**Task to complete**: Repeat the entries exactly as they stand.

**Records**:
//! Search and filters over wheels and spin records

use std::fmt;

use time::{format_description::BorrowedFormatItem, macros::format_description, Duration, OffsetDateTime};

use crate::{SpinRecord, Wheel};

/// `20-Oct-24`, as wheels show their creation date
const WHEEL_DATE: &[BorrowedFormatItem<'_>] =
    format_description!("[day]-[month repr:short]-[year repr:last_two]");

/// `20 Oct 2024`, as spin records show their date
const RECORD_DATE: &[BorrowedFormatItem<'_>] =
    format_description!("[day] [month repr:short] [year]");

pub fn wheel_date(wheel: &Wheel) -> Option<String> {
    wheel.created_at.and_then(|at| at.format(WHEEL_DATE).ok())
}

pub fn record_date(record: &SpinRecord) -> String {
    record
        .created_at
        .format(RECORD_DATE)
        .unwrap_or_else(|_| record.created_at.to_string())
}

/// Case-insensitive search over what the wheel table shows.
/// An empty query matches everything.
pub fn wheel_matches(wheel: &Wheel, query: &str) -> bool {
    let query = query.trim().to_lowercase();
    if query.is_empty() {
        return true;
    }

    let mut haystack = vec![
        wheel.id.to_lowercase(),
        wheel.name.to_lowercase(),
        wheel.sections.len().to_string(),
        wheel.status_label().to_lowercase(),
    ];
    if let Some(date) = wheel_date(wheel) {
        haystack.push(date.to_lowercase());
    }

    haystack.iter().any(|field| field.contains(&query))
}

/// Time window applied to spin records
#[derive(Debug, Clone, Copy, Default, PartialEq, Eq)]
pub enum DateRange {
    #[default]
    All,
    Last7Days,
    Last30Days,
}

impl DateRange {
    pub const ALL: [DateRange; 3] = [DateRange::All, DateRange::Last7Days, DateRange::Last30Days];

    /// Unknown input falls back to no date filter
    pub fn parse(raw: &str) -> Self {
        match raw.trim() {
            "7days" | "last7days" => Self::Last7Days,
            "30days" | "last30days" => Self::Last30Days,
            _ => Self::All,
        }
    }

    pub fn as_str(&self) -> &'static str {
        match self {
            Self::All => "all",
            Self::Last7Days => "7days",
            Self::Last30Days => "30days",
        }
    }

    pub fn label(&self) -> &'static str {
        match self {
            Self::All => "All Time",
            Self::Last7Days => "Last 7 Days",
            Self::Last30Days => "Last 30 Days",
        }
    }

    fn window(&self) -> Option<Duration> {
        match self {
            Self::All => None,
            Self::Last7Days => Some(Duration::days(7)),
            Self::Last30Days => Some(Duration::days(30)),
        }
    }

    pub fn contains(&self, at: OffsetDateTime, now: OffsetDateTime) -> bool {
        match self.window() {
            Some(window) => at >= now - window,
            None => true,
        }
    }
}

impl fmt::Display for DateRange {
    fn fmt(&self, f: &mut fmt::Formatter<'_>) -> fmt::Result {
        f.write_str(self.label())
    }
}

/// Filters applied to the spin records table
#[derive(Debug, Clone, Default, PartialEq)]
pub struct RecordFilter {
    pub search: String,
    /// Only records of this wheel id
    pub wheel: Option<String>,
    pub range: DateRange,
}

impl RecordFilter {
    pub fn matches(&self, record: &SpinRecord, now: OffsetDateTime) -> bool {
        if let Some(wheel) = self.wheel.as_deref().filter(|w| !w.is_empty()) {
            let record_wheel = record.spin_wheel.as_ref().map(|w| w.id.as_str());
            if record_wheel != Some(wheel) {
                return false;
            }
        }

        if !self.range.contains(record.created_at, now) {
            return false;
        }

        let query = self.search.trim().to_lowercase();
        if query.is_empty() {
            return true;
        }

        let section = &record.winning_section;
        [
            Some(record.user.id.as_str()),
            record.user.name.as_deref(),
            record.user.email.as_deref(),
            Some(record.wheel_name()),
            Some(section.title.as_str()),
            Some(section.kind.as_str()),
        ]
        .into_iter()
        .flatten()
        .map(str::to_lowercase)
        .chain([section.value.to_string(), record_date(record).to_lowercase()])
        .any(|field| field.contains(&query))
    }

    /// Records passing the filter, newest first
    pub fn apply<'a>(&self, records: &'a [SpinRecord], now: OffsetDateTime) -> Vec<&'a SpinRecord> {
        let mut matched: Vec<_> = records.iter().filter(|r| self.matches(r, now)).collect();
        matched.sort_by(|a, b| b.created_at.cmp(&a.created_at));
        matched
    }
}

**Answer section**:
//! Search and filters over wheels and spin records

use std::fmt;

use time::{format_description::BorrowedFormatItem, macros::format_description, Duration, OffsetDateTime};

use crate::{SpinRecord, Wheel};

/// `20-Oct-24`, as wheels show their creation date
const WHEEL_DATE: &[BorrowedFormatItem<'_>] =
    format_description!("[day]-[month repr:short]-[year repr:last_two]");

/// `20 Oct 2024`, as spin records show their date
const RECORD_DATE: &[BorrowedFormatItem<'_>] =
    format_description!("[day] [month repr:short] [year]");

pub fn wheel_date(wheel: &Wheel) -> Option<String> {
    wheel.created_at.and_then(|at| at.format(WHEEL_DATE).ok())
}

pub fn record_date(record: &SpinRecord) -> String {
    record
        .created_at
        .format(RECORD_DATE)
        .unwrap_or_else(|_| record.created_at.to_string())
}

/// Case-insensitive search over what the wheel table shows.
/// An empty query matches everything.
pub fn wheel_matches(wheel: &Wheel, query: &str) -> bool {
    let query = query.trim().to_lowercase();
    if query.is_empty() {
        return true;
    }

    let mut haystack = vec![
        wheel.id.to_lowercase(),
        wheel.name.to_lowercase(),
        wheel.sections.len().to_string(),
        wheel.status_label().to_lowercase(),
    ];
    if let Some(date) = wheel_date(wheel) {
        haystack.push(date.to_lowercase());
    }

    haystack.iter().any(|field| field.contains(&query))
}

/// Time window applied to spin records
#[derive(Debug, Clone, Copy, Default, PartialEq, Eq)]
pub enum DateRange {
    #[default]
    All,
    Last7Days,
    Last30Days,
}

impl DateRange {
    pub const ALL: [DateRange; 3] = [DateRange::All, DateRange::Last7Days, DateRange::Last30Days];

    /// Unknown input falls back to no date filter
    pub fn parse(raw: &str) -> Self {
        match raw.trim() {
            "7days" | "last7days" => Self::Last7Days,
            "30days" | "last30days" => Self::Last30Days,
            _ => Self::All,
        }
    }

    pub fn as_str(&self) -> &'static str {
        match self {
            Self::All => "all",
            Self::Last7Days => "7days",
            Self::Last30Days => "30days",
        }
    }

    pub fn label(&self) -> &'static str {
        match self {
            Self::All => "All Time",
            Self::Last7Days => "Last 7 Days",
            Self::Last30Days => "Last 30 Days",
        }
    }

    fn window(&self) -> Option<Duration> {
        match self {
            Self::All => None,
            Self::Last7Days => Some(Duration::days(7)),
            Self::Last30Days => Some(Duration::days(30)),
        }
    }

    pub fn contains(&self, at: OffsetDateTime, now: OffsetDateTime) -> bool {
        match self.window() {
            Some(window) => at >= now - window,
            None => true,
        }
    }
}

impl fmt::Display for DateRange {
    fn fmt(&self, f: &mut fmt::Formatter<'_>) -> fmt::Result {
        f.write_str(self.label())
    }
}

/// Filters applied to the spin records table
#[derive(Debug, Clone, Default, PartialEq)]
pub struct RecordFilter {
    pub search: String,
    /// Only records of this wheel id
    pub wheel: Option<String>,
    pub range: DateRange,
}

impl RecordFilter {
    pub fn matches(&self, record: &SpinRecord, now: OffsetDateTime) -> bool {
        if let Some(wheel) = self.wheel.as_deref().filter(|w| !w.is_empty()) {
            let record_wheel = record.spin_wheel.as_ref().map(|w| w.id.as_str());
            if record_wheel != Some(wheel) {
                return false;
            }
        }

        if !self.range.contains(record.created_at, now) {
            return false;
        }

        let query = self.search.trim().to_lowercase();
        if query.is_empty() {
            return true;
        }

        let section = &record.winning_section;
        [
            Some(record.user.id.as_str()),
            record.user.name.as_deref(),
            record.user.email.as_deref(),
            Some(record.wheel_name()),
            Some(section.title.as_str()),
            Some(section.kind.as_str()),
        ]
        .into_iter()
        .flatten()
        .map(str::to_lowercase)
        .chain([section.value.to_string(), record_date(record).to_lowercase()])
        .any(|field| field.contains(&query))
    }

    /// Records passing the filter, newest first
    pub fn apply<'a>(&self, records: &'a [SpinRecord], now: OffsetDateTime) -> Vec<&'a SpinRecord> {
        let mut matched: Vec<_> = records.iter().filter(|r| self.matches(r, now)).collect();
        matched.sort_by(|a, b| b.created_at.cmp(&a.created_at));
        matched
    }
}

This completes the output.